____ PROVIDED INFORMATION

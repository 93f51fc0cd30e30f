use std::collections::HashMap;
use std::sync::{Mutex, PoisonError};

use super::CallSession;
use crate::error::DuplicateSessionError;
use crate::stack::CallId;

/// Concurrency-safe map of live calls, keyed by stack-assigned id.
///
/// This is the only cross-thread contention point between the stack's
/// delivery thread(s) and service shutdown; every access goes through a
/// single guard. Sessions never escape the guard by reference — callers
/// read or mutate inside a closure, or take full ownership via `remove`.
#[derive(Debug, Default)]
pub struct SessionRegistry {
    inner: Mutex<HashMap<CallId, CallSession>>,
}

impl SessionRegistry {
    pub fn new() -> Self {
        Self::default()
    }

    /// Register a new session. At most one session may exist per call id;
    /// a duplicate registration is refused and reported.
    pub fn register(&self, call: CallId, session: CallSession) -> Result<(), DuplicateSessionError> {
        let mut sessions = self.lock();
        if sessions.contains_key(&call) {
            return Err(DuplicateSessionError { call });
        }
        sessions.insert(call, session);
        Ok(())
    }

    /// Run `f` against the session for `call`, if present.
    pub fn with_session<R>(&self, call: CallId, f: impl FnOnce(&mut CallSession) -> R) -> Option<R> {
        self.lock().get_mut(&call).map(f)
    }

    /// Remove and return the session for `call`. Idempotent: a second
    /// removal observes the id as absent and returns `None`.
    pub fn remove(&self, call: CallId) -> Option<CallSession> {
        self.lock().remove(&call)
    }

    /// Ids of all currently live sessions, for bulk operations.
    pub fn snapshot(&self) -> Vec<CallId> {
        self.lock().keys().copied().collect()
    }

    pub fn len(&self) -> usize {
        self.lock().len()
    }

    pub fn is_empty(&self) -> bool {
        self.lock().is_empty()
    }

    fn lock(&self) -> std::sync::MutexGuard<'_, HashMap<CallId, CallSession>> {
        // A poisoned guard only means a delivery thread panicked mid-access;
        // the map itself stays usable for the remaining calls.
        self.inner.lock().unwrap_or_else(PoisonError::into_inner)
    }
}
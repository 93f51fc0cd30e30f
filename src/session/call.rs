use std::path::PathBuf;

use crate::stack::{MediaHandle, RecorderHandle};

/// Lifecycle of one call.
///
/// `Initiating` is outbound-only, `Ringing` inbound-only; both converge on
/// `Active` and end in `Disconnected`.
#[derive(Debug, Clone, Copy, PartialEq, Eq)]
pub enum CallState {
    Initiating,
    Ringing,
    Active,
    Disconnected,
}

#[derive(Debug, Clone, Copy, PartialEq, Eq)]
pub enum Direction {
    Inbound,
    Outbound,
}

/// Per-call state: media resource handles, recording paths, and the DTMF
/// digit buffer.
///
/// Owned by the [`SessionRegistry`](super::SessionRegistry) while the call
/// is live; mutated only from the thread delivering that call's signaling
/// events. Media handles exist only while the state is `Active`.
#[derive(Debug)]
pub struct CallSession {
    direction: Direction,
    state: CallState,
    remote: String,
    pub media: Option<MediaHandle>,
    pub recorder: Option<RecorderHandle>,
    pub recording_path: Option<PathBuf>,
    pub playback_path: Option<PathBuf>,
    digits: Vec<char>,
}

impl CallSession {
    /// New inbound session, ringing until answered or rejected.
    pub fn inbound(remote: impl Into<String>) -> Self {
        Self::new(Direction::Inbound, CallState::Ringing, remote.into())
    }

    /// New outbound session, initiating until the remote answers.
    pub fn outbound(remote: impl Into<String>) -> Self {
        Self::new(Direction::Outbound, CallState::Initiating, remote.into())
    }

    fn new(direction: Direction, state: CallState, remote: String) -> Self {
        Self {
            direction,
            state,
            remote,
            media: None,
            recorder: None,
            recording_path: None,
            playback_path: None,
            digits: Vec::new(),
        }
    }

    pub fn state(&self) -> CallState {
        self.state
    }

    pub fn direction(&self) -> Direction {
        self.direction
    }

    pub fn remote(&self) -> &str {
        &self.remote
    }

    pub fn is_active(&self) -> bool {
        self.state == CallState::Active
    }

    /// Answer transition. Returns false (and changes nothing) unless the
    /// session is still pending in `Initiating` or `Ringing`.
    pub fn connect(&mut self) -> bool {
        match self.state {
            CallState::Initiating | CallState::Ringing => {
                self.state = CallState::Active;
                true
            }
            CallState::Active | CallState::Disconnected => false,
        }
    }

    /// Terminal transition; valid from every state.
    pub fn disconnect(&mut self) {
        self.state = CallState::Disconnected;
    }

    pub fn push_digit(&mut self, digit: char) {
        self.digits.push(digit);
    }

    pub fn digits(&self) -> &[char] {
        &self.digits
    }

    pub fn reset_digits(&mut self) {
        self.digits.clear();
    }
}
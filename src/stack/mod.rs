//! Capability interface to the external telephony stack.
//!
//! The engine never touches SIP signaling or RTP itself; it drives the
//! stack through [`TelephonyStack`] and receives delivery callbacks through
//! [`StackEventSink`]. The stack owns its own event-delivery thread and
//! guarantees serialized delivery per call.

mod null;

pub use null::NullStack;

use std::fmt;
use std::path::Path;

use crate::error::{MediaResourceError, TransportError};

/// Opaque stack-assigned call identifier.
#[derive(Debug, Clone, Copy, PartialEq, Eq, Hash, PartialOrd, Ord)]
pub struct CallId(pub i64);

impl fmt::Display for CallId {
    fn fmt(&self, f: &mut fmt::Formatter<'_>) -> fmt::Result {
        write!(f, "{}", self.0)
    }
}

/// Live audio path of an active call.
#[derive(Debug, Clone, Copy, PartialEq, Eq)]
pub struct MediaHandle(pub u64);

/// Handle to an in-progress recording attached to a media path.
#[derive(Debug, Clone, Copy, PartialEq, Eq)]
pub struct RecorderHandle(pub u64);

/// Call progress as reported by the stack.
#[derive(Debug, Clone, Copy, PartialEq, Eq)]
pub enum StackCallState {
    /// The call was answered (remote answer for outbound, local for inbound).
    Answered,
    /// The call ended: hangup by either party, reject, or cancel.
    Disconnected,
    /// Signaling or media transport failed; terminal like a disconnect.
    Failed,
}

/// Operations this engine invokes on the external stack.
pub trait TelephonyStack: Send + Sync {
    fn make_call(&self, address: &str) -> Result<CallId, TransportError>;

    fn answer(&self, call: CallId, status_code: u16) -> Result<(), TransportError>;

    fn hangup(&self, call: CallId) -> Result<(), TransportError>;

    fn attach_audio(&self, call: CallId) -> Result<MediaHandle, MediaResourceError>;

    fn start_playback(&self, media: MediaHandle, file: &Path) -> Result<(), MediaResourceError>;

    fn stop_playback(&self, media: MediaHandle) -> Result<(), MediaResourceError>;

    fn start_recording(
        &self,
        media: MediaHandle,
        file: &Path,
    ) -> Result<RecorderHandle, MediaResourceError>;

    /// Stops and finalizes the recording; the file is closed when this returns.
    fn stop_recording(&self, recorder: RecorderHandle) -> Result<(), MediaResourceError>;

    fn send_instant_message(&self, address: &str, text: &str) -> Result<(), TransportError>;
}

/// Delivery callbacks the stack invokes on this engine.
///
/// Called synchronously from the stack's delivery thread; implementations
/// must return promptly, since events for any one call are serialized
/// behind the running callback.
pub trait StackEventSink: Send + Sync {
    fn on_incoming_call(&self, call: CallId, remote: &str);

    fn on_call_state_changed(&self, call: CallId, state: StackCallState);

    fn on_dtmf_digit(&self, call: CallId, digit: char);

    fn on_instant_message(&self, from: &str, body: &str);

    fn on_registration_state(&self, code: u16, reason: &str);
}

________

WORK REQUEST:
The reply should consist solely of the lines above from the one that has "pub fn connect(&mut" through the one that has "it drives the", reproduced exactly.

SOLVED PROBLEM:
    pub fn connect(&mut self) -> bool {
        match self.state {
            CallState::Initiating | CallState::Ringing => {
                self.state = CallState::Active;
                true
            }
            CallState::Active | CallState::Disconnected => false,
        }
    }

    /// Terminal transition; valid from every state.
    pub fn disconnect(&mut self) {
        self.state = CallState::Disconnected;
    }

    pub fn push_digit(&mut self, digit: char) {
        self.digits.push(digit);
    }

    pub fn digits(&self) -> &[char] {
        &self.digits
    }

    pub fn reset_digits(&mut self) {
        self.digits.clear();
    }
}
filename src/stack/mod.rs
//! Capability interface to the external telephony stack.
//!
//! The engine never touches SIP signaling or RTP itself; it drives the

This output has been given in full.